_ENTRIES PROVIDED_
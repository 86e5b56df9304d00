//! Model endpoint implementations for Ironquill.

pub mod openai_compat;
pub mod select;

pub use openai_compat::OpenAiCompatEndpoint;
pub use select::build_endpoint;
//! The conversation manager — the outward-facing façade.
//!
//! Owns the [`History`] for the lifetime of one conversation and is the
//! only writer to it. A turn at a time: the manager hands the
//! orchestrator exclusive mutable access for the duration of one `ask`,
//! and background collaborators use [`ConversationManager::ask_detached`],
//! which never touches history, so no interleaving can corrupt it.

use ironquill_core::{ChatResponse, Error, History, HistoryStore, Message, TokenUsage};
use std::sync::Arc;
use tracing::{info, warn};

use crate::orchestrator::ToolOrchestrator;
use crate::summarizer::Summarizer;

/// Owns history, offers with-history / independent request modes, and
/// invokes the summarizer between turns.
pub struct ConversationManager {
    orchestrator: ToolOrchestrator,

    /// The conversation record. Exclusively owned; handed out only as
    /// defensive copies.
    history: History,

    /// The configured system prompt, before any tool catalogue or
    /// summary is folded in.
    base_prompt: String,

    /// The latest condensation, carried in the system prompt so it
    /// survives catalogue rewrites on later turns.
    summary: Option<String>,

    /// When off, turns run over an ephemeral history and nothing is
    /// retained between them.
    history_mode: bool,

    summarizer: Option<Summarizer>,

    store: Option<Arc<dyn HistoryStore>>,
}

impl ConversationManager {
    /// Create a manager with the given system prompt.
    pub fn new(
        orchestrator: ToolOrchestrator,
        system_prompt: impl Into<String>,
        history_mode: bool,
    ) -> Self {
        let base_prompt = system_prompt.into();
        let history = if history_mode {
            History::with_system_prompt(&base_prompt)
        } else {
            History::new()
        };
        Self {
            orchestrator,
            history,
            base_prompt,
            summary: None,
            history_mode,
            summarizer: None,
            store: None,
        }
    }

    /// Attach a summarizer for automatic history condensation.
    pub fn with_summarizer(mut self, summarizer: Summarizer) -> Self {
        self.summarizer = Some(summarizer);
        self
    }

    /// Attach a persistence store; history is saved after each turn.
    pub fn with_store(mut self, store: Arc<dyn HistoryStore>) -> Self {
        self.store = Some(store);
        self
    }

    /// Run one user turn.
    ///
    /// History mode: the turn runs over the owned history, the reply is
    /// retained, and the summarizer may condense the record afterwards.
    /// With history mode off, the turn runs over a scratch history —
    /// tools still work within the turn, but nothing is retained.
    pub async fn ask(&mut self, text: &str) -> Result<ChatResponse, Error> {
        self.ask_with_temperature(text, None).await
    }

    /// Same as [`ask`](Self::ask) with a per-turn temperature override.
    pub async fn ask_with_temperature(
        &mut self,
        text: &str,
        temperature: Option<f32>,
    ) -> Result<ChatResponse, Error> {
        let prompt = self.current_prompt();

        if !self.history_mode {
            let mut scratch = History::new();
            return self
                .orchestrator
                .run(text, &prompt, &mut scratch, temperature)
                .await;
        }

        let response = self
            .orchestrator
            .run(text, &prompt, &mut self.history, temperature)
            .await?;

        self.maybe_summarize(response.usage.as_ref()).await;
        self.autosave().await;

        Ok(response)
    }

    /// Independent mode: an ephemeral system + user request straight to
    /// the endpoint. Never touches history — safe for background
    /// collaborators while no turn is in flight on their side.
    pub async fn ask_detached(&self, text: &str) -> Result<ChatResponse, Error> {
        self.orchestrator
            .run_detached(&self.current_prompt(), text)
            .await
    }

    /// Reset to an empty conversation: a single system message when
    /// history mode is on, nothing otherwise. Clears the store too.
    pub async fn clear_history(&mut self) -> Result<(), Error> {
        self.summary = None;
        if self.history_mode {
            self.history
                .reset(Some(Message::system(&self.base_prompt)));
        } else {
            self.history.reset(None);
        }
        if let Some(store) = &self.store {
            store.clear().await?;
        }
        Ok(())
    }

    /// A read-only snapshot of the conversation — always a copy, never
    /// the live instance.
    pub fn history(&self) -> Vec<Message> {
        self.history.snapshot()
    }

    /// Load the last saved session from the store, if one exists.
    /// Returns whether anything was restored.
    pub async fn restore(&mut self) -> Result<bool, Error> {
        let Some(store) = &self.store else {
            return Ok(false);
        };
        match store.load().await? {
            Some(saved) if !saved.is_empty() => {
                info!(messages = saved.len(), "restored saved conversation");
                self.history = saved;
                Ok(true)
            }
            _ => Ok(false),
        }
    }

    /// The system prompt for the next turn: the configured base plus the
    /// latest summary, when one exists.
    fn current_prompt(&self) -> String {
        match &self.summary {
            Some(summary) => format!(
                "{}\n\nSummary of the conversation so far:\n{}",
                self.base_prompt, summary
            ),
            None => self.base_prompt.clone(),
        }
    }

    /// Condense history when the last turn's usage crossed the threshold.
    /// A failed summarization leaves the conversation uncompressed.
    async fn maybe_summarize(&mut self, usage: Option<&TokenUsage>) {
        let Some(summarizer) = &self.summarizer else {
            return;
        };
        if !summarizer.should_summarize(usage) {
            return;
        }

        info!("usage crossed the summarization threshold, condensing history");
        match summarizer.summarize(self.history.messages()).await {
            Ok(summary) => {
                self.summary = Some(summary);
                // History collapses to a single system message wrapping
                // the summary; the next turn builds on it.
                self.history
                    .reset(Some(Message::system(self.current_prompt())));
            }
            Err(e) => {
                warn!(error = %e, "summarization failed, keeping history uncompressed");
            }
        }
    }

    async fn autosave(&self) {
        let Some(store) = &self.store else {
            return;
        };
        if let Err(e) = store.save(&self.history).await {
            warn!(error = %e, "failed to persist conversation");
        }
    }
}
//! ModelEndpoint trait — the abstraction over LLM backends.
//!
//! An endpoint knows how to send one conversation to a language model and
//! return the complete response. Implementations: OpenAI-compatible HTTP
//! servers, custom gateways, mock endpoints in tests.

use crate::error::EndpointError;
use crate::message::Message;
use async_trait::async_trait;
use serde::{Deserialize, Serialize};

/// A single chat request.
///
/// Constructed fresh per call and never mutated after send.
#[derive(Debug, Clone, Serialize, Deserialize)]
pub struct ChatRequest {
    /// The model to use (e.g. "gpt-4o", "anthropic/claude-sonnet-4")
    pub model: String,

    /// The ordered conversation messages, replayed verbatim
    pub messages: Vec<Message>,

    /// Maximum tokens to generate
    #[serde(default, skip_serializing_if = "Option::is_none")]
    pub max_tokens: Option<u32>,

    /// Temperature in [0.0, 2.0]
    #[serde(default = "default_temperature")]
    pub temperature: f32,
}

fn default_temperature() -> f32 {
    0.7
}

/// Token usage statistics reported by the provider.
///
/// A trigger signal for summarization and a cost display — never required
/// for correctness. Counters the provider reports beyond the standard
/// three are preserved in `extra`.
#[derive(Debug, Clone, Default, PartialEq, Serialize, Deserialize)]
pub struct TokenUsage {
    #[serde(default)]
    pub prompt_tokens: u32,
    #[serde(default)]
    pub completion_tokens: u32,
    #[serde(default)]
    pub total_tokens: u32,

    #[serde(flatten, default, skip_serializing_if = "serde_json::Map::is_empty")]
    pub extra: serde_json::Map<String, serde_json::Value>,
}

/// A complete response from a model endpoint.
#[derive(Debug, Clone, Serialize, Deserialize)]
pub struct ChatResponse {
    /// The generated text
    pub content: String,

    /// Token usage, when the provider reports it
    #[serde(default, skip_serializing_if = "Option::is_none")]
    pub usage: Option<TokenUsage>,
}

/// The core ModelEndpoint trait.
///
/// Every LLM backend implements this trait. The orchestration loop calls
/// `send_request()` without knowing which provider is in play — new
/// providers are added by implementing this capability, not by branching
/// inside the loop.
#[async_trait]
pub trait ModelEndpoint: Send + Sync {
    /// A human-readable name for this endpoint (e.g. "openrouter").
    fn name(&self) -> &str;

    /// Send a request and get the complete response.
    async fn send_request(
        &self,
        request: ChatRequest,
    ) -> std::result::Result<ChatResponse, EndpointError>;

    /// Health check — can we reach the endpoint?
    async fn health_check(&self) -> std::result::Result<bool, EndpointError> {
        Ok(true)
    }
}

#[cfg(test)]
mod tests {
    use super::*;

    #[test]
    fn chat_request_serializes_without_max_tokens() {
        let req = ChatRequest {
            model: "gpt-4o".into(),
            messages: vec![Message::user("hi")],
            max_tokens: None,
            temperature: 0.7,
        };
        let json = serde_json::to_string(&req).unwrap();
        assert!(!json.contains("max_tokens"));
    }

    #[test]
    fn usage_preserves_provider_specific_counters() {
        let json = r#"{
            "prompt_tokens": 10,
            "completion_tokens": 5,
            "total_tokens": 15,
            "reasoning_tokens": 3
        }"#;
        let usage: TokenUsage = serde_json::from_str(json).unwrap();
        assert_eq!(usage.total_tokens, 15);
        assert_eq!(usage.extra["reasoning_tokens"], 3);
    }

    #[test]
    fn usage_default_is_zeroed() {
        let usage = TokenUsage::default();
        assert_eq!(usage.total_tokens, 0);
        assert!(usage.extra.is_empty());
    }
}
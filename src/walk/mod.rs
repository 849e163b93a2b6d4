//! Price Walk - bounded random walk for synthetic oracle reports
//!
//! Each step picks a direction, a volatility band (wider for cheap assets,
//! occasionally multiplied by a shock factor) and a uniform position inside
//! that band, then rounds to the reporting precision.
//!
//! Draw order per step: direction, spike, position.

use rust_decimal::prelude::FromPrimitive;
use rust_decimal::{Decimal, RoundingStrategy};
use rust_decimal_macros::dec;
use serde::{Deserialize, Serialize};

use crate::random::Randomness;
use crate::types::{Direction, PriceWalkState};

/// Tunable parameters of the walk
#[derive(Debug, Clone, PartialEq, Serialize, Deserialize)]
pub struct WalkPolicy {
    /// Prices at or below this use `low_price_band`
    pub low_price_threshold: Decimal,
    /// Band for prices above the threshold (0.05 = 5%)
    pub base_band: Decimal,
    /// Band for prices at or below the threshold
    pub low_price_band: Decimal,
    /// Probability of the shock regime
    pub spike_probability: f64,
    /// Band multiplier in the shock regime
    pub spike_multiplier: Decimal,
    /// Decimal places of reported prices
    pub decimals: u32,
}

impl Default for WalkPolicy {
    fn default() -> Self {
        Self {
            low_price_threshold: dec!(2),
            base_band: dec!(0.05),
            low_price_band: dec!(0.10),
            spike_probability: 0.15,
            spike_multiplier: dec!(4),
            decimals: 2,
        }
    }
}

/// Result of one walk step
#[derive(Debug, Clone, Copy, PartialEq, Eq, Serialize)]
pub struct WalkStep {
    pub state: PriceWalkState,
    pub next_price: Decimal,
}

#[derive(Debug, Clone, Default)]
pub struct PriceWalk {
    policy: WalkPolicy,
}

impl PriceWalk {
    pub fn new(policy: WalkPolicy) -> Self {
        Self { policy }
    }

    pub fn policy(&self) -> &WalkPolicy {
        &self.policy
    }

    /// Band before the spike multiplier
    pub fn base_band(&self, previous_price: Decimal) -> Decimal {
        if previous_price > self.policy.low_price_threshold {
            self.policy.base_band
        } else {
            self.policy.low_price_band
        }
    }

    /// Draw direction and regime for a step from `previous_price`
    pub fn plan<G: Randomness + ?Sized>(&self, previous_price: Decimal, rng: &mut G) -> PriceWalkState {
        let direction = if rng.draw() < 0.5 {
            Direction::Up
        } else {
            Direction::Down
        };

        let mut band = self.base_band(previous_price);
        let spiked = rng.draw() < self.policy.spike_probability;
        if spiked {
            band = band.saturating_mul(self.policy.spike_multiplier);
        }

        PriceWalkState {
            previous_price,
            direction,
            volatility_band: band,
            spiked,
        }
    }

    /// Inclusive range the next price is drawn from
    pub fn bounds(state: &PriceWalkState) -> (Decimal, Decimal) {
        let p = state.previous_price;
        let band = state.volatility_band;
        match state.direction {
            Direction::Up => (p, p.saturating_mul(Decimal::ONE.saturating_add(band))),
            Direction::Down => (p.saturating_mul(Decimal::ONE.saturating_sub(band)), p),
        }
    }

    /// Compute the next reported price.
    ///
    /// `previous_price` must be positive; the caller guarantees it.
    pub fn next_price<G: Randomness + ?Sized>(&self, previous_price: Decimal, rng: &mut G) -> WalkStep {
        let state = self.plan(previous_price, rng);
        let (low, high) = Self::bounds(&state);

        let position = Decimal::from_f64(rng.draw()).unwrap_or(Decimal::ZERO);
        let raw = low.saturating_add(high.saturating_sub(low).saturating_mul(position));

        WalkStep {
            state,
            next_price: self.quantize(raw, low, high),
        }
    }

    /// Round to the reporting precision while staying inside `[low, high]`
    /// and above zero.
    fn quantize(&self, raw: Decimal, low: Decimal, high: Decimal) -> Decimal {
        let dp = self.policy.decimals;
        let tick = Decimal::new(1, dp);

        let mut price = raw.round_dp_with_strategy(dp, RoundingStrategy::MidpointAwayFromZero);

        let low_tick = low.round_dp_with_strategy(dp, RoundingStrategy::AwayFromZero);
        let high_tick = high.round_dp_with_strategy(dp, RoundingStrategy::ToZero);
        // A band narrower than one tick has no representable interior; keep
        // the rounded value.
        if low_tick <= high_tick {
            price = price.clamp(low_tick, high_tick);
        }

        let mut price = price.max(tick);
        price.rescale(dp);
        price
    }
}

#[cfg(test)]
mod tests {
    use super::*;
    use crate::random::{RngRandomness, ScriptedRandomness};

    fn walk() -> PriceWalk {
        PriceWalk::default()
    }

    #[test]
    fn base_band_depends_on_price_tier() {
        let w = walk();
        assert_eq!(w.base_band(dec!(2.01)), dec!(0.05));
        assert_eq!(w.base_band(dec!(100)), dec!(0.05));
        assert_eq!(w.base_band(dec!(2)), dec!(0.10));
        assert_eq!(w.base_band(dec!(0.5)), dec!(0.10));
    }

    #[test]
    fn up_without_spike_stays_in_ten_percent_band() {
        // up, no spike, midpoint
        let mut rng = ScriptedRandomness::new(vec![0.2, 0.9, 0.5]);
        let step = walk().next_price(dec!(1.50), &mut rng);

        assert_eq!(step.state.direction, Direction::Up);
        assert!(!step.state.spiked);
        assert_eq!(step.state.volatility_band, dec!(0.10));
        assert_eq!(step.next_price, dec!(1.58));
        assert_eq!(step.next_price.scale(), 2);
    }

    #[test]
    fn spike_multiplies_band() {
        // down, spike, lowest point
        let mut rng = ScriptedRandomness::new(vec![0.7, 0.05, 0.0]);
        let step = walk().next_price(dec!(10.00), &mut rng);

        assert_eq!(step.state.direction, Direction::Down);
        assert!(step.state.spiked);
        assert_eq!(step.state.volatility_band, dec!(0.20));
        assert_eq!(step.next_price, dec!(8.00));
    }

    #[test]
    fn output_is_tick_aligned_even_for_integral_prices() {
        let mut rng = ScriptedRandomness::new(vec![0.2, 0.9, 0.0]);
        let step = walk().next_price(dec!(10), &mut rng);
        assert_eq!(step.next_price.to_string(), "10.00");
    }

    #[test]
    fn tiny_price_never_reaches_zero() {
        // down, spike, lowest point: raw 0.006
        let mut rng = ScriptedRandomness::new(vec![0.9, 0.0, 0.0]);
        let step = walk().next_price(dec!(0.01), &mut rng);
        assert_eq!(step.next_price, dec!(0.01));
    }

    #[test]
    fn random_steps_respect_selected_band() {
        let w = walk();
        let mut rng = RngRandomness::seeded(42);
        let mut spikes = 0;

        for i in 0..10_000u32 {
            let previous = Decimal::new(50 + (i as i64 * 37) % 50_000, 2);
            let step = w.next_price(previous, &mut rng);
            let band = step.state.volatility_band;

            assert!(step.next_price > Decimal::ZERO);
            assert_eq!(step.next_price.scale(), 2);
            assert!(step.next_price >= previous * (Decimal::ONE - band));
            assert!(step.next_price <= previous * (Decimal::ONE + band));
            match step.state.direction {
                Direction::Up => assert!(step.next_price >= previous),
                Direction::Down => assert!(step.next_price <= previous),
            }
            if step.state.spiked {
                spikes += 1;
                assert_eq!(band, w.base_band(previous) * dec!(4));
            } else {
                assert_eq!(band, w.base_band(previous));
            }
        }

        // ~15% spike regime
        assert!((1_200..1_800).contains(&spikes), "spikes = {}", spikes);
    }
}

_TO DO_
Transcribe each line of the data above, unaltered, from the one where "safe for background" appears to the one where "fn current_prompt(&self) ->" appears, inclusive of both.

_RESULT OF THIS EXERCISE_
    /// the endpoint. Never touches history — safe for background
    /// collaborators while no turn is in flight on their side.
    pub async fn ask_detached(&self, text: &str) -> Result<ChatResponse, Error> {
        self.orchestrator
            .run_detached(&self.current_prompt(), text)
            .await
    }

    /// Reset to an empty conversation: a single system message when
    /// history mode is on, nothing otherwise. Clears the store too.
    pub async fn clear_history(&mut self) -> Result<(), Error> {
        self.summary = None;
        if self.history_mode {
            self.history
                .reset(Some(Message::system(&self.base_prompt)));
        } else {
            self.history.reset(None);
        }
        if let Some(store) = &self.store {
            store.clear().await?;
        }
        Ok(())
    }

    /// A read-only snapshot of the conversation — always a copy, never
    /// the live instance.
    pub fn history(&self) -> Vec<Message> {
        self.history.snapshot()
    }

    /// Load the last saved session from the store, if one exists.
    /// Returns whether anything was restored.
    pub async fn restore(&mut self) -> Result<bool, Error> {
        let Some(store) = &self.store else {
            return Ok(false);
        };
        match store.load().await? {
            Some(saved) if !saved.is_empty() => {
                info!(messages = saved.len(), "restored saved conversation");
                self.history = saved;
                Ok(true)
            }
            _ => Ok(false),
        }
    }

    /// The system prompt for the next turn: the configured base plus the
    /// latest summary, when one exists.
    fn current_prompt(&self) -> String {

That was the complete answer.